Planar Wizardry

For today, it’s a look at some old-fashioned spells. There are several tradeoffs in spell design, but in this case it’s the distinction between spells that do something specific and spells which give the caster a tool to work with – something that’s often seen as a distinction between “simulationism” and “gameism”.

Today most games run towards “spells that do something specific”. For a very familiar example, look at Fireball. In early editions it basically created an explosion that filled a certain amount of volume if it could. Thus, for example, it could go a long ways down a network of narrow tunnels. You could start fires with it, blow doors off their hinges, use it as a mining tool, and so on. If you set it off in a very confined place it might even do extra damage. Of course, it had all the downsides of explosive use; if you threw it at something behind a transparent barrier, or at a mirror that was reflecting a scene, or just seriously misjudged the amount of space available… it might go off in your face. It could create dangerous choking smoke, collapse roofs, and so on. Using it well demanded cleverness – and adjudicating the results could require a good deal of input from the game master.
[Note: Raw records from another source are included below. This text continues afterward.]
use crate::graph::NodeId;

#[derive(Debug, thiserror::Error)]
pub enum Error {
    #[error("node index {index} is out of bounds (graph has {len} nodes)")]
    UnknownNode { index: usize, len: usize },

    #[error("inconsistent {link} link between nodes {from} and {to}")]
    ConflictingLink {
        link: &'static str,
        from: NodeId,
        to: NodeId,
    },

    #[error("root node {root} must not have a previous revision or a copy source")]
    RootHasPredecessor { root: NodeId },

    #[error("node {node} is not reachable from the root")]
    Unreachable { node: NodeId },

    #[error("node {node} has an invalid size {width}x{height}")]
    InvalidSize {
        node: NodeId,
        width: f64,
        height: f64,
    },

    #[error("graph has {nodes} nodes but no root")]
    MissingRoot { nodes: usize },

    #[error("layout option {name} must be a finite, non-negative number (got {value})")]
    InvalidOption { name: &'static str, value: f64 },

    #[error("duplicate node id in document: {id}")]
    DuplicateId { id: String },

    #[error("node {from} references unknown node id: {id}")]
    UnknownReference { from: String, id: String },

    #[error("invalid JSON input: {0}")]
    Json(#[from] serde_json::Error),
}

pub type Result<T> = std::result::Result<T, Error>;
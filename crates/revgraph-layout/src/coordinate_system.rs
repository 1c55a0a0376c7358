//! Coordinate finalization.
//!
//! Packed rows grow with history, while the canvas grows downwards. This pass turns columns into
//! pixel X and flips rows so the oldest revision ends up at the bottom.

use crate::geometry::GraphLayout;
use crate::graph::RevisionGraph;
use crate::options::LayoutOptions;

pub fn run(graph: &RevisionGraph, layout: &mut GraphLayout, options: &LayoutOptions) {
    let pitch = column_pitch(graph, options);
    let max_y = layout.max_y;
    for &id in graph.walk() {
        let n = &mut layout[id];
        n.x = n.column as f64 * pitch;
        n.y = max_y - (n.row + n.height);
    }
}

pub fn column_pitch(graph: &RevisionGraph, options: &LayoutOptions) -> f64 {
    let width = options
        .column_width
        .unwrap_or_else(|| graph.max_node_width());
    width + options.column_gap
}
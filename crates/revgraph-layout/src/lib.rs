#![forbid(unsafe_code)]

//! Lane-based layout for version-control revision graphs.
//!
//! A revision graph holds the revisions of one path: `next` links chain revisions of the same
//! path into a lane, `copied_to` links fan out into copies, branches and renames. [`layout`]
//! gives every revision a column (lane) and a row, packs lanes sharing a column so they never
//! overlap, and turns the result into pixel coordinates with the oldest revision at the bottom.
//!
//! ```
//! use revgraph_layout::{LayoutOptions, RevisionAction, RevisionGraphBuilder, RevisionKey};
//!
//! let mut b = RevisionGraphBuilder::new();
//! let r1 = b.add_node(RevisionKey::new(1, "/trunk/a.c"), RevisionAction::Add, 100.0, 20.0);
//! let r2 = b.add_node(RevisionKey::new(2, "/trunk/a.c"), RevisionAction::Modify, 100.0, 20.0);
//! b.set_next(r1, r2).set_root(r1);
//! let graph = b.build()?;
//!
//! let layout = revgraph_layout::layout(&graph, &LayoutOptions::default())?;
//! assert!(layout[r2].y < layout[r1].y);
//! # Ok::<(), revgraph_layout::Error>(())
//! ```

pub mod column;
pub mod coordinate_system;
pub mod document;
pub mod error;
pub mod geometry;
pub mod graph;
pub mod margin;
pub mod options;
pub mod packing;
pub mod pipeline;
pub mod placement;

pub use document::{DocumentGraph, GraphDocument, LayoutDump};
pub use error::{Error, Result};
pub use geometry::{Bounds, GraphLayout, NodeGeometry};
pub use graph::{
    Edge, EdgeKind, NodeId, RevisionAction, RevisionGraph, RevisionGraphBuilder, RevisionKey,
    RevisionNode,
};
pub use options::{LayoutOptions, Margin};

pub const VERSION: &str = env!("CARGO_PKG_VERSION");

/// Lays out every node reachable from the graph's root. An empty graph yields an empty layout.
pub fn layout(graph: &RevisionGraph, options: &LayoutOptions) -> Result<GraphLayout> {
    validate_options(options)?;
    Ok(pipeline::layout(graph, options))
}

fn validate_options(options: &LayoutOptions) -> Result<()> {
    let checks = [
        ("vertical_gap", Some(options.vertical_gap)),
        ("column_gap", Some(options.column_gap)),
        ("column_width", options.column_width),
        ("margin.left", Some(options.margin.left)),
        ("margin.top", Some(options.margin.top)),
        ("margin.right", Some(options.margin.right)),
        ("margin.bottom", Some(options.margin.bottom)),
    ];
    for (name, value) in checks {
        if let Some(value) = value {
            if !(value.is_finite() && value >= 0.0) {
                return Err(Error::InvalidOption { name, value });
            }
        }
    }
    Ok(())
}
Nowadays, it’s a specific radius on the map, starting fires is barely mentioned and almost never considered, barriers simply block it, and it’s quick and easy to use requiring very little caution or adjudication. Just don’t set if off at your own feet.

Personally, I rather like versatile effects – and to consider how things might have developed. Classically, back in first editon, Arcane Spells involved pulling power from other dimensions and carefully storing it in quasi-stable mental constructs – a complex and difficult process – although the number you could keep ready to go expanded with practice. (Divine Spellcasters, of course, cheated by getting their god to do the hard part. Still, that limited them to what their god chose to give them – meaning that they had to keep serving and pleasing their deities to get more magic).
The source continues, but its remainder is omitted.